RE: Storing bufferpool information in a table
(in response to Tom Glaser)

Can I just ask out of curiosity, what makes Stored Procedures so appealing, that they are seen as a desirable solution to so many problems. I ask to learn from what others do. I have not been writing them, generally. Instead I get concerned about the performance of SPROCs at times when they get misused (when called too often). I thought Stored Procs were designed to alleviate unnecessary SQL interactions between the Client and the Server. I appreciate that Native Stored Procs have a lot less overheads and that the overheads don't even matter for very infrequent calls, likely in your situation. So is it the ease of a calling a Stored Proc the key point? What would you call it from?

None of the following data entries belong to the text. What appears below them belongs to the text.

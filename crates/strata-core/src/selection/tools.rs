//! Selection gesture state machine, combination, and history.
//!
//! A gesture runs `start → update* → complete | cancel`. Completing builds
//! one [`SelectionPath`] and combines it with the current selection:
//!
//! - `New` replaces the selection.
//! - `Add` appends the path; the bounding box grows to the union.
//! - `Subtract` appends the path tagged subtractive. Hit-testing and mask
//!   rasterization both exclude subtractive area.
//! - `Intersect` keeps the paths and clips to the overlap of the bounding
//!   boxes only; it is not a geometric intersection.
//!
//! Expand and contract likewise move the bounding box only.

use std::collections::VecDeque;

use glam::Vec2;
use serde::{Deserialize, Serialize};

use crate::config::EngineConfig;
use crate::error::SelectionError;
use crate::image::RasterImage;
use crate::layers::model::new_id;
use crate::selection::mask::SelectionMask;
use crate::selection::path::{BoundingBox, PathShape, SelectionPath};
use crate::selection::wand::{WandOptions, magic_wand};

/// Largest feather radius in pixels.
pub const MAX_FEATHER: f32 = 250.0;

/// Subsamples per axis when rasterizing with anti-aliasing.
const AA_SUBSAMPLES: u32 = 4;

#[derive(Debug, Clone, Copy, Default, PartialEq, Eq, Hash, Serialize, Deserialize)]
#[serde(rename_all = "kebab-case")]
pub enum SelectionTool {
    #[default]
    Rectangle,
    Ellipse,
    Lasso,
    Polygon,
    MagicWand,
}

/// How a finished path combines with the existing selection.
#[derive(Debug, Clone, Copy, Default, PartialEq, Eq, Hash, Serialize, Deserialize)]
#[serde(rename_all = "kebab-case")]
pub enum CombineMode {
    #[default]
    New,
    Add,
    Subtract,
    Intersect,
}

/// A region of interest.
#[derive(Debug, Clone, PartialEq, Serialize, Deserialize)]
pub struct Selection {
    pub id: String,
    pub paths: Vec<SelectionPath>,
    /// Rasterized coverage when the selection includes magic wand regions.
    #[serde(default, skip_serializing_if = "Option::is_none")]
    pub mask: Option<SelectionMask>,
    /// Extent of the additive paths, clipped by `clip`.
    pub bounding_box: BoundingBox,
    /// Bounding-box clip left by intersect combination.
    #[serde(default, skip_serializing_if = "Option::is_none")]
    pub clip: Option<BoundingBox>,
    /// Net expand/contract amount applied to the bounding box, in pixels.
    #[serde(default)]
    pub grow: f32,
    /// Edge softening radius in pixels, `0..=250`.
    pub feather: f32,
    pub anti_alias: bool,
}

impl Selection {
    fn new(path: SelectionPath, feather: f32, anti_alias: bool) -> Self {
        let mut selection = Self {
            id: new_id(),
            paths: vec![path],
            mask: None,
            bounding_box: BoundingBox::default(),
            clip: None,
            grow: 0.0,
            feather,
            anti_alias,
        };
        selection.refresh();
        selection
    }

    /// A rectangle covering a whole image.
    pub fn all(width: u32, height: u32) -> Self {
        Self::new(
            SelectionPath::rect(Vec2::ZERO, Vec2::new(width as f32, height as f32)),
            0.0,
            false,
        )
    }

    /// Recompute the bounding box and raster cache after a path change.
    fn refresh(&mut self) {
        let additive = self
            .paths
            .iter()
            .filter(|p| !p.subtractive)
            .map(|p| p.bounds)
            .reduce(|a, b| a.union(&b))
            .map(|b| b.expand(self.grow))
            .unwrap_or_default();
        self.bounding_box = match &self.clip {
            Some(clip) => additive.intersect(clip).unwrap_or_default(),
            None => additive,
        };

        let raster_dims = self.paths.iter().find_map(|p| match &p.shape {
            PathShape::Raster { mask } => Some((mask.width, mask.height)),
            _ => None,
        });
        self.mask = raster_dims.map(|(w, h)| self.mask_for(w, h));
    }

    /// Whether a point is selected.
    ///
    /// Rejects by bounding box first, then requires an additive path to
    /// contain the point and no subtractive path to contain it.
    pub fn contains(&self, p: Vec2) -> bool {
        if self.bounding_box.is_empty() || !self.bounding_box.contains(p) {
            return false;
        }
        let mut inside = false;
        for path in &self.paths {
            if path.contains(p) {
                if path.subtractive {
                    return false;
                }
                inside = true;
            }
        }
        inside
    }

    /// Rasterize to a coverage mask of the given size, honoring
    /// subtractive paths, anti-aliasing, and feather.
    pub fn mask_for(&self, width: u32, height: u32) -> SelectionMask {
        let mut mask = SelectionMask::empty(width, height);
        if self.bounding_box.is_empty() {
            return mask;
        }
        let b = &self.bounding_box;
        let x0 = b.x.floor().max(0.0) as u32;
        let y0 = b.y.floor().max(0.0) as u32;
        let x1 = (b.right().ceil().max(0.0) as u32).min(width);
        let y1 = (b.bottom().ceil().max(0.0) as u32).min(height);

        let n = if self.anti_alias { AA_SUBSAMPLES } else { 1 };
        let step = 1.0 / n as f32;
        for y in y0..y1 {
            for x in x0..x1 {
                let mut hits = 0;
                for sy in 0..n {
                    for sx in 0..n {
                        let p = Vec2::new(
                            x as f32 + (sx as f32 + 0.5) * step,
                            y as f32 + (sy as f32 + 0.5) * step,
                        );
                        if self.contains(p) {
                            hits += 1;
                        }
                    }
                }
                if hits > 0 {
                    let value = (hits * 255 + (n * n) / 2) / (n * n);
                    mask.set(x, y, value as u8);
                }
            }
        }
        mask.feathered(self.feather)
    }
}

/// In-progress gesture.
#[derive(Debug, Clone)]
struct Gesture {
    anchor: Vec2,
    current: Vec2,
    points: Vec<Vec2>,
}

/// Selection engine for one editing session.
#[derive(Debug)]
pub struct SelectionTools {
    tool: SelectionTool,
    mode: CombineMode,
    wand: WandOptions,
    feather: f32,
    anti_alias: bool,
    current: Option<Selection>,
    gesture: Option<Gesture>,
    history: VecDeque<Option<Selection>>,
    config: EngineConfig,
}

impl Default for SelectionTools {
    fn default() -> Self {
        Self::new(EngineConfig::default())
    }
}

impl SelectionTools {
    pub fn new(config: EngineConfig) -> Self {
        Self {
            tool: SelectionTool::default(),
            mode: CombineMode::default(),
            wand: WandOptions::default(),
            feather: 0.0,
            anti_alias: true,
            current: None,
            gesture: None,
            history: VecDeque::new(),
            config,
        }
    }

    pub fn tool(&self) -> SelectionTool {
        self.tool
    }

    pub fn set_tool(&mut self, tool: SelectionTool) {
        self.tool = tool;
    }

    pub fn mode(&self) -> CombineMode {
        self.mode
    }

    pub fn set_mode(&mut self, mode: CombineMode) {
        self.mode = mode;
    }

    pub fn set_wand_options(&mut self, options: WandOptions) {
        self.wand = options;
    }

    /// Feather applied to selections completed from now on.
    pub fn set_feather(&mut self, feather: f32) {
        self.feather = feather.clamp(0.0, MAX_FEATHER);
    }

    pub fn set_anti_alias(&mut self, anti_alias: bool) {
        self.anti_alias = anti_alias;
    }

    pub fn selection(&self) -> Option<&Selection> {
        self.current.as_ref()
    }

    pub fn is_selecting(&self) -> bool {
        self.gesture.is_some()
    }

    /// Points collected by the current free-form gesture.
    pub fn gesture_points(&self) -> &[Vec2] {
        self.gesture.as_ref().map_or(&[][..], |g| g.points.as_slice())
    }

    // --- gesture ---

    /// Begin a gesture at `point`. Replaces any unfinished gesture.
    pub fn start_selection(&mut self, point: Vec2) {
        self.gesture = Some(Gesture {
            anchor: point,
            current: point,
            points: vec![point],
        });
    }

    /// Move the gesture's current point. Lasso and polygon tools also
    /// append it to their outline. No-op outside a gesture.
    pub fn update_selection(&mut self, point: Vec2) {
        let tool = self.tool;
        let Some(g) = self.gesture.as_mut() else {
            return;
        };
        g.current = point;
        if matches!(tool, SelectionTool::Lasso | SelectionTool::Polygon)
            && g.points.last() != Some(&point)
        {
            g.points.push(point);
        }
    }

    /// Abandon the gesture without touching the selection.
    pub fn cancel_selection(&mut self) {
        self.gesture = None;
    }

    /// Finish the gesture and combine its path with the current selection.
    ///
    /// The magic wand needs `raster`. Returns the resulting selection, or
    /// `None` when the combination leaves nothing selected or the gesture
    /// had no area.
    pub fn complete_selection(
        &mut self,
        raster: Option<&RasterImage>,
    ) -> Result<Option<&Selection>, SelectionError> {
        let gesture = self.gesture.take().ok_or(SelectionError::NotSelecting)?;
        let path = self.build_path(gesture, raster).inspect_err(|e| {
            tracing::warn!(error = %e, tool = ?self.tool, "selection gesture rejected");
        })?;
        let Some(path) = path else {
            return Ok(self.current.as_ref());
        };

        self.push_history();
        self.current = self.combine(path);
        tracing::debug!(
            mode = ?self.mode,
            paths = self.current.as_ref().map_or(0, |s| s.paths.len()),
            "completed selection"
        );
        Ok(self.current.as_ref())
    }

    fn build_path(
        &self,
        gesture: Gesture,
        raster: Option<&RasterImage>,
    ) -> Result<Option<SelectionPath>, SelectionError> {
        let (a, b) = (gesture.anchor, gesture.current);
        let path = match self.tool {
            SelectionTool::Rectangle => SelectionPath::rect(a, b),
            SelectionTool::Ellipse => SelectionPath::ellipse(a, b, self.config.ellipse_samples),
            SelectionTool::Lasso | SelectionTool::Polygon => {
                return SelectionPath::polygon(gesture.points).map(Some);
            }
            SelectionTool::MagicWand => {
                let image = raster.ok_or(SelectionError::MissingRaster)?;
                let (x, y) = (a.x.floor() as i64, a.y.floor() as i64);
                if x < 0 || y < 0 || x >= i64::from(image.width) || y >= i64::from(image.height)
                {
                    return Err(SelectionError::SeedOutOfBounds {
                        x,
                        y,
                        width: image.width,
                        height: image.height,
                    });
                }
                let region = magic_wand(image, (x as u32, y as u32), &self.wand);
                return Ok(SelectionPath::raster(region.mask));
            }
        };
        Ok((!path.bounds.is_empty()).then_some(path))
    }

    fn combine(&self, mut path: SelectionPath) -> Option<Selection> {
        let (feather, anti_alias) = (self.feather, self.anti_alias);
        match (self.mode, self.current.clone()) {
            (CombineMode::New, _) | (CombineMode::Add, None) => {
                Some(Selection::new(path, feather, anti_alias))
            }
            (CombineMode::Subtract | CombineMode::Intersect, None) => None,
            (CombineMode::Add, Some(mut sel)) => {
                sel.paths.push(path);
                sel.refresh();
                Some(sel)
            }
            (CombineMode::Subtract, Some(mut sel)) => {
                path.subtractive = true;
                sel.paths.push(path);
                sel.refresh();
                Some(sel)
            }
            (CombineMode::Intersect, Some(mut sel)) => {
                let clip = sel.bounding_box.intersect(&path.bounds)?;
                sel.clip = Some(clip);
                sel.refresh();
                Some(sel)
            }
        }
    }

    // --- whole-selection edits ---

    /// Select the whole image.
    pub fn select_all(&mut self, width: u32, height: u32) {
        self.push_history();
        let mut selection = Selection::all(width, height);
        selection.anti_alias = self.anti_alias;
        self.current = Some(selection);
    }

    /// Drop the selection. Returns whether there was one.
    pub fn clear_selection(&mut self) -> bool {
        if self.current.is_none() {
            return false;
        }
        self.push_history();
        self.current = None;
        true
    }

    /// Grow the selection's bounding box by `amount` pixels on each side.
    ///
    /// Only the bounding box moves; path geometry is untouched. The amount
    /// is kept on the selection so later combinations and the raster cache
    /// see it too.
    pub fn expand_selection(&mut self, amount: f32) -> bool {
        if self.current.is_none() {
            return false;
        }
        self.push_history();
        if let Some(sel) = self.current.as_mut() {
            sel.grow += amount;
            sel.refresh();
        }
        true
    }

    /// Shrink the selection's bounding box by `amount` pixels on each side.
    /// Same bounding-box-only semantics as [`Self::expand_selection`].
    pub fn contract_selection(&mut self, amount: f32) -> bool {
        self.expand_selection(-amount)
    }

    /// Hit-test the current selection.
    pub fn is_point_in_selection(&self, point: Vec2) -> bool {
        self.current.as_ref().is_some_and(|s| s.contains(point))
    }

    // --- history ---

    fn push_history(&mut self) {
        self.history.push_back(self.current.clone());
        while self.history.len() > self.config.selection_history_capacity {
            self.history.pop_front();
        }
    }

    /// Restore the selection before the last change.
    pub fn undo_selection(&mut self) -> bool {
        match self.history.pop_back() {
            Some(previous) => {
                self.current = previous;
                true
            }
            None => false,
        }
    }

    pub fn history_len(&self) -> usize {
        self.history.len()
    }
}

I can imagine considering a Stored Proc for producing output I can't quite manage with a complex SQL, due to procedural logic possibilities and where a Table function won't quite do the job.

I could imagine an SQL that Inserts rows from an external table function (instead of a load), but not sure it is relevant to your desire to use a Stored Proc. You can also write an external Stored Proc if that turns you on, to insert the data into the table. Could be in REXX maybe.

Naturally it is extremely unlikely that such a thing will already exist.
 
In Reply to Tom Glaser:

Hi everyone,

The bufferpool definitions are stored in the BSDS and I know I can dump this information.  Using rexx, I can take this data and load it into a table.  Is anyone aware of a stored procedure that will do this?

Thanks, Tom

 



Michael Hannan,
DB2 Application Performance Specialist
CPT Global Ltd

Philip Sevetson

Storing bufferpool information in a table
(in response to Michael Hannan)
Michael,

Just speculating on Tom’s motives, of course… but it looks to me like he’s thinking of a home-built application to track changes to BP configuration over time, and/or possibly write a rebuild script of the DSNZPARM module based on the actual contents of the subsystem.

--Phil S.

From: Michael Hannan [mailto:[login to unmask email]
Sent: Monday, April 30, 2018 4:25 PM
To: [login to unmask email]
Subject: [DB2-L] - RE: Storing bufferpool information in a table


Can I just ask out of curiosity, what makes Stored Procedures so appealing, that they are seen as a desirable solution to so many problems. I ask to learn from what others do. I have not been writing them, generally. Instead I get concerned about the performance of SPROCs at times when they get misused (when called too often). I thought Stored Procs were designed to alleviate unnecessary SQL interactions between the Client and the Server. I appreciate that Native Stored Procs have a lot less overheads and that the overheads don't even matter for very infrequent calls, likely in your situation. So is it the ease of a calling a Stored Proc the key point? What would you call it from?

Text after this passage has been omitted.